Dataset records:
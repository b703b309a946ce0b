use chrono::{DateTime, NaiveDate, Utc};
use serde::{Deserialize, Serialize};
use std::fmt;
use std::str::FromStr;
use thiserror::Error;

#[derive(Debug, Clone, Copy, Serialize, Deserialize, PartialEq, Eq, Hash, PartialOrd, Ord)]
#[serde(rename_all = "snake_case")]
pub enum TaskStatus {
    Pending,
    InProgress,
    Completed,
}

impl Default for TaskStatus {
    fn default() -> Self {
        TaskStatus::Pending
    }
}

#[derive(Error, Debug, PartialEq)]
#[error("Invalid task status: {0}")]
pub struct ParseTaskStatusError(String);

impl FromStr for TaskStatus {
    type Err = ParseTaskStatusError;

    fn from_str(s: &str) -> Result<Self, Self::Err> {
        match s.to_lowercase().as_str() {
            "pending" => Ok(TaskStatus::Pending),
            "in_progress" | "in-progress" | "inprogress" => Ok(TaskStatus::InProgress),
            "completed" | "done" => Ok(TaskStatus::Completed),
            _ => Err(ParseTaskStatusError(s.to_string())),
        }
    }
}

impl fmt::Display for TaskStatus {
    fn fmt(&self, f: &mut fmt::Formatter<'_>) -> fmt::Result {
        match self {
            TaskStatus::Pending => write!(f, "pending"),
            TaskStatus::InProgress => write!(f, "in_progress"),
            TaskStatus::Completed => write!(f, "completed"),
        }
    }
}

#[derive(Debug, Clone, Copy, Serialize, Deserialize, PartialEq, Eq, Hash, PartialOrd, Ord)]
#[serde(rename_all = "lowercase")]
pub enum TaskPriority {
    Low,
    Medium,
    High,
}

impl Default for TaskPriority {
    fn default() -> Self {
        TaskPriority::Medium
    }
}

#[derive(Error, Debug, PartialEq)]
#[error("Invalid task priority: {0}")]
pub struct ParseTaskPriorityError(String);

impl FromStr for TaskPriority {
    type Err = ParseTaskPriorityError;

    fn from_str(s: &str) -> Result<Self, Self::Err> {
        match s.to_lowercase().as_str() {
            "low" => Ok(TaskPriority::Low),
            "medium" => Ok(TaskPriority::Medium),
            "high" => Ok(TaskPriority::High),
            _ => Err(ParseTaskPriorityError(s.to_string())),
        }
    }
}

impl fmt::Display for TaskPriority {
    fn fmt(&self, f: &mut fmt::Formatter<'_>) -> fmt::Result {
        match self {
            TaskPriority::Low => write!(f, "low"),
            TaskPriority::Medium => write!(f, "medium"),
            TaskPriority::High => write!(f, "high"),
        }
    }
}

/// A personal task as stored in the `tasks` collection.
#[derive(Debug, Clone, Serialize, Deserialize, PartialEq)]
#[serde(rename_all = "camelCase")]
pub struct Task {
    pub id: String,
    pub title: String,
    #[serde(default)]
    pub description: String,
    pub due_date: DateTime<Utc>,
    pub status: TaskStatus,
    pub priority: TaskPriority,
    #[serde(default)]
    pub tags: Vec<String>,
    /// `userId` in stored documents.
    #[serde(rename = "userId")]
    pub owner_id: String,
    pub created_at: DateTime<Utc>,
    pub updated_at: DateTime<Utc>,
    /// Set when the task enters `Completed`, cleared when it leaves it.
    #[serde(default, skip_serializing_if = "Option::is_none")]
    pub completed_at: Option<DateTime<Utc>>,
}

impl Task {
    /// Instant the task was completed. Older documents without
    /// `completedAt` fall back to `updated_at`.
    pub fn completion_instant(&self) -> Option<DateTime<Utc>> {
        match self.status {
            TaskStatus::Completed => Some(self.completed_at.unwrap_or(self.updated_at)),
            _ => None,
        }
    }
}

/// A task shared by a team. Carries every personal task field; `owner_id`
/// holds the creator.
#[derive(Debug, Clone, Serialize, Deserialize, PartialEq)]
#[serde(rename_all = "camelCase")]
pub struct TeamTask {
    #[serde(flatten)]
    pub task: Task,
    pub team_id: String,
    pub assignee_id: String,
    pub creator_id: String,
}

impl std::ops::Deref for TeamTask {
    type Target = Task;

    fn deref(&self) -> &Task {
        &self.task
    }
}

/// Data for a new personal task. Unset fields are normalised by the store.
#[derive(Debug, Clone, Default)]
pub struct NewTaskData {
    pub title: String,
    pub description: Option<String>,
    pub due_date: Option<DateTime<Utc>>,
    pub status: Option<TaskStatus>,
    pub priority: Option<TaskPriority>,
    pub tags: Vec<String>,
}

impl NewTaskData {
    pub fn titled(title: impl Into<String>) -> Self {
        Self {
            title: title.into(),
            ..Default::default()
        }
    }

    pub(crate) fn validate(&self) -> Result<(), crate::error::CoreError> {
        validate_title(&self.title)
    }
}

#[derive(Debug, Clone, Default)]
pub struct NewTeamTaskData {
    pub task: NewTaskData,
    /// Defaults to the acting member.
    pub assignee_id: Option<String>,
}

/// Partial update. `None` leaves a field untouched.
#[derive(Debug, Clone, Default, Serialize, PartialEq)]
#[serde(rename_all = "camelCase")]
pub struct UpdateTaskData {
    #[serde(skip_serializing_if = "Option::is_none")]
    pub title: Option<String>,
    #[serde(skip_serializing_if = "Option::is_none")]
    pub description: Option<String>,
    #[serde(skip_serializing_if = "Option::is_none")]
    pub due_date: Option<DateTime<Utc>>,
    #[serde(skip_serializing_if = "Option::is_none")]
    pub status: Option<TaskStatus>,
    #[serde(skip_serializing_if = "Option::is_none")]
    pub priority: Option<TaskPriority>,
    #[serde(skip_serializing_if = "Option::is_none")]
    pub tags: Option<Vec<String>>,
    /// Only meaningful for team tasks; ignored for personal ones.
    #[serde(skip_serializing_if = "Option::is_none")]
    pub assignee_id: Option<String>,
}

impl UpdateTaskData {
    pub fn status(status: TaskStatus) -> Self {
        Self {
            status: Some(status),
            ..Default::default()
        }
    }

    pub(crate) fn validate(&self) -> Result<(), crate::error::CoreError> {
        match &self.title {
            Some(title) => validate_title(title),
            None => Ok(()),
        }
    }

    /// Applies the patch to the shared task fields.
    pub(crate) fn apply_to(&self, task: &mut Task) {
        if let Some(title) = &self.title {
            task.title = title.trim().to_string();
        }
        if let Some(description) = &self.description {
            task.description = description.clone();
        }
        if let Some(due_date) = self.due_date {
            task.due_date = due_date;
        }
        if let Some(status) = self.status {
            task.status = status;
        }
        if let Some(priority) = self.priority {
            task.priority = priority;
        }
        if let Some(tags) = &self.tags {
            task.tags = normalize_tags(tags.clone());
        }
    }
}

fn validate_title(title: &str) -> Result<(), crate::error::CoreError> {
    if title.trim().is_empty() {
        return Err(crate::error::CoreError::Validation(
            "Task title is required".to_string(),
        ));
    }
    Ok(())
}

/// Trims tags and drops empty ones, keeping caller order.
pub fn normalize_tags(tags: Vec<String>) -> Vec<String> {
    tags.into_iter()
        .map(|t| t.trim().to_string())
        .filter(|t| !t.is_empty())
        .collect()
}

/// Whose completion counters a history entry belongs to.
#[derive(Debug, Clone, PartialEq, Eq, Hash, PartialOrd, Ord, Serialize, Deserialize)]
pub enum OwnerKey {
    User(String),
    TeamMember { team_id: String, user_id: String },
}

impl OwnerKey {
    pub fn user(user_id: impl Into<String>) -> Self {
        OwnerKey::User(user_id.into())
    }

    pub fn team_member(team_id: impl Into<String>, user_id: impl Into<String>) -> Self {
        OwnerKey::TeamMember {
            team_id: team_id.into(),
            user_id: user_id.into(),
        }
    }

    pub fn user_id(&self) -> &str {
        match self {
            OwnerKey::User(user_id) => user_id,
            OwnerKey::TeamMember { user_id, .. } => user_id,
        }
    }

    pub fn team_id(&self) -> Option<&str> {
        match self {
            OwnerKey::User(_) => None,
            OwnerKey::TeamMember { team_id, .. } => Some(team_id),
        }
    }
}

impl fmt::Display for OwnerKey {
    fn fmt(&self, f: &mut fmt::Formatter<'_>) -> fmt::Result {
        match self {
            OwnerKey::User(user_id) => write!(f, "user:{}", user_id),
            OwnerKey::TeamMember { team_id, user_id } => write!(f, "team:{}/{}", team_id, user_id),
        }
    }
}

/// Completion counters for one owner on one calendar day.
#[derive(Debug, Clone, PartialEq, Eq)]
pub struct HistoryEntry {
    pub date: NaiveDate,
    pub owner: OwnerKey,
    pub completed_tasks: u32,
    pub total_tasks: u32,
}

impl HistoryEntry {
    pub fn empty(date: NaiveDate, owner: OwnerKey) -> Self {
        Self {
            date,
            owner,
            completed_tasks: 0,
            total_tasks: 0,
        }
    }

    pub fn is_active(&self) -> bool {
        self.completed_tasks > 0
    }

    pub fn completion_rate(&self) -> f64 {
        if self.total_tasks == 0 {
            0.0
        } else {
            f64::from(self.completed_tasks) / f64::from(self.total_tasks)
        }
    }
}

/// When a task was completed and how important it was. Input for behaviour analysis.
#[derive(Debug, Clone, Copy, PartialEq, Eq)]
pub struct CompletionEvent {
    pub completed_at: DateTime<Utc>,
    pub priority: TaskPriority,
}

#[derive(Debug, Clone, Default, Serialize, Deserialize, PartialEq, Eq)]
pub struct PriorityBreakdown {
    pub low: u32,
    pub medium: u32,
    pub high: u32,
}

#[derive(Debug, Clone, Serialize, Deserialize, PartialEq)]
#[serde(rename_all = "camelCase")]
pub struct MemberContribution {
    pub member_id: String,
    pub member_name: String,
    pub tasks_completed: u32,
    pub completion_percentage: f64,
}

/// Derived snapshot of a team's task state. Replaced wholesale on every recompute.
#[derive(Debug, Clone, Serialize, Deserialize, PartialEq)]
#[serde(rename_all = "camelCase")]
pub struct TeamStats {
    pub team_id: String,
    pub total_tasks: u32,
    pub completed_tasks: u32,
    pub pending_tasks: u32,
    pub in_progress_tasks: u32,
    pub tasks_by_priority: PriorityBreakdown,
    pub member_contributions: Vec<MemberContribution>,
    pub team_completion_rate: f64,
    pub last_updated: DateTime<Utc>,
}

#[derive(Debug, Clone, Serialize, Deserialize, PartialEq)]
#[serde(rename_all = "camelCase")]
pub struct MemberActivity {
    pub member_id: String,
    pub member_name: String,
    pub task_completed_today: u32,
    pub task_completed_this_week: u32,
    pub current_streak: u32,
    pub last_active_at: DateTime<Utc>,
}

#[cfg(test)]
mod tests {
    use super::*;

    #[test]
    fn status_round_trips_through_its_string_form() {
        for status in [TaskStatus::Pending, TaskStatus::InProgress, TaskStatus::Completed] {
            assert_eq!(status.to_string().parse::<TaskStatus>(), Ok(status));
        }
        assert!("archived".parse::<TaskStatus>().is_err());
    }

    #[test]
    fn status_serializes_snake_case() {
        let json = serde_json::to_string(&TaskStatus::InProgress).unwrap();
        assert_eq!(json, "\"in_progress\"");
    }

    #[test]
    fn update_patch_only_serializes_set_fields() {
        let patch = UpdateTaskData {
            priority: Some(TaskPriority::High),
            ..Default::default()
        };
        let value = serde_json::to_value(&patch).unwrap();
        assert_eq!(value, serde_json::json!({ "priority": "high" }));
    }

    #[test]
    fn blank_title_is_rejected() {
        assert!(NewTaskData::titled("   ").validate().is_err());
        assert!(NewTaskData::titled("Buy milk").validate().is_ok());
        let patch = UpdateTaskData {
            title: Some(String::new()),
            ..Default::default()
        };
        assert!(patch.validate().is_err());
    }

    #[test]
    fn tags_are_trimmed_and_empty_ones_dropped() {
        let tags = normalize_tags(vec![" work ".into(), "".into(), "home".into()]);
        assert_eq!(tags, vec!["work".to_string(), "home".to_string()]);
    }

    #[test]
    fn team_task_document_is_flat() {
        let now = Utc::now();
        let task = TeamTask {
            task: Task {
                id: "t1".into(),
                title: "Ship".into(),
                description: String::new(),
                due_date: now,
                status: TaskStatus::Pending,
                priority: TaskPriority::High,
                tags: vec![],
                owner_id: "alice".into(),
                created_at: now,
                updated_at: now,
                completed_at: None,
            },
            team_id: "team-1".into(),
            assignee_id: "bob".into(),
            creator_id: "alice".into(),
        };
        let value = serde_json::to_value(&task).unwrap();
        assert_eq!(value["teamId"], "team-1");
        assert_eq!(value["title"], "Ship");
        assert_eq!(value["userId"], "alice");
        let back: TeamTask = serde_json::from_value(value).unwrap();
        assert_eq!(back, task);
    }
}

## Goal of the exercise:
Look through the data above and return exactly the lines from the one that contains "pub fn team_member(team_id: impl" to the one that contains "impl fmt::Display for OwnerKey", inclusive, with nothing else.

## Result:
    pub fn team_member(team_id: impl Into<String>, user_id: impl Into<String>) -> Self {
        OwnerKey::TeamMember {
            team_id: team_id.into(),
            user_id: user_id.into(),
        }
    }

    pub fn user_id(&self) -> &str {
        match self {
            OwnerKey::User(user_id) => user_id,
            OwnerKey::TeamMember { user_id, .. } => user_id,
        }
    }

    pub fn team_id(&self) -> Option<&str> {
        match self {
            OwnerKey::User(_) => None,
            OwnerKey::TeamMember { team_id, .. } => Some(team_id),
        }
    }
}

impl fmt::Display for OwnerKey {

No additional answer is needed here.